Collected data
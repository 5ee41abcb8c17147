//! HTTP client error types.

use thiserror::Error;

/// Errors that can occur when making HTTP requests.
#[derive(Error, Debug)]
pub enum FetchError {
    /// Failed to send the request.
    #[error("Request failed: {0}")]
    RequestError(String),

    /// Could not connect to the remote host.
    #[error("Connection failed: {0}")]
    ConnectionError(String),

    /// Invalid URL.
    #[error("Invalid URL: {0}")]
    InvalidUrl(String),

    /// HTTP error response.
    #[error("HTTP {status}: {message}")]
    HttpError { status: u16, message: String },

    /// Failed to parse response body.
    #[error("Failed to parse response: {0}")]
    ParseError(String),

    /// Request timeout.
    #[error("Request timed out")]
    Timeout,

    /// JSON serialization error.
    #[error("JSON error: {0}")]
    JsonError(String),
}

impl From<serde_json::Error> for FetchError {
    fn from(e: serde_json::Error) -> Self {
        FetchError::JsonError(e.to_string())
    }
}

impl From<reqwest::Error> for FetchError {
    fn from(e: reqwest::Error) -> Self {
        if e.is_timeout() {
            FetchError::Timeout
        } else if e.is_connect() {
            FetchError::ConnectionError(e.to_string())
        } else if e.is_builder() {
            FetchError::InvalidUrl(e.to_string())
        } else if e.is_decode() {
            FetchError::ParseError(e.to_string())
        } else {
            FetchError::RequestError(e.to_string())
        }
    }
}

/// Errors from the persisted access token store.
#[derive(Error, Debug)]
pub enum TokenError {
    /// Reading or writing the token file failed.
    #[error("Token store I/O error at {path}: {source}")]
    Io {
        path: String,
        #[source]
        source: std::io::Error,
    },

    /// An empty token was given.
    #[error("Token must not be empty")]
    Empty,
}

» Problem description
Copy, please, exactly the lines that start at the first line of the data and end at the line containing "else if e.is_builder()", both kept and no others.

» Written solution
repository 5ee41abcb8c17147
//! HTTP client error types.

use thiserror::Error;

/// Errors that can occur when making HTTP requests.
#[derive(Error, Debug)]
pub enum FetchError {
    /// Failed to send the request.
    #[error("Request failed: {0}")]
    RequestError(String),

    /// Could not connect to the remote host.
    #[error("Connection failed: {0}")]
    ConnectionError(String),

    /// Invalid URL.
    #[error("Invalid URL: {0}")]
    InvalidUrl(String),

    /// HTTP error response.
    #[error("HTTP {status}: {message}")]
    HttpError { status: u16, message: String },

    /// Failed to parse response body.
    #[error("Failed to parse response: {0}")]
    ParseError(String),

    /// Request timeout.
    #[error("Request timed out")]
    Timeout,

    /// JSON serialization error.
    #[error("JSON error: {0}")]
    JsonError(String),
}

impl From<serde_json::Error> for FetchError {
    fn from(e: serde_json::Error) -> Self {
        FetchError::JsonError(e.to_string())
    }
}

impl From<reqwest::Error> for FetchError {
    fn from(e: reqwest::Error) -> Self {
        if e.is_timeout() {
            FetchError::Timeout
        } else if e.is_connect() {
            FetchError::ConnectionError(e.to_string())
        } else if e.is_builder() {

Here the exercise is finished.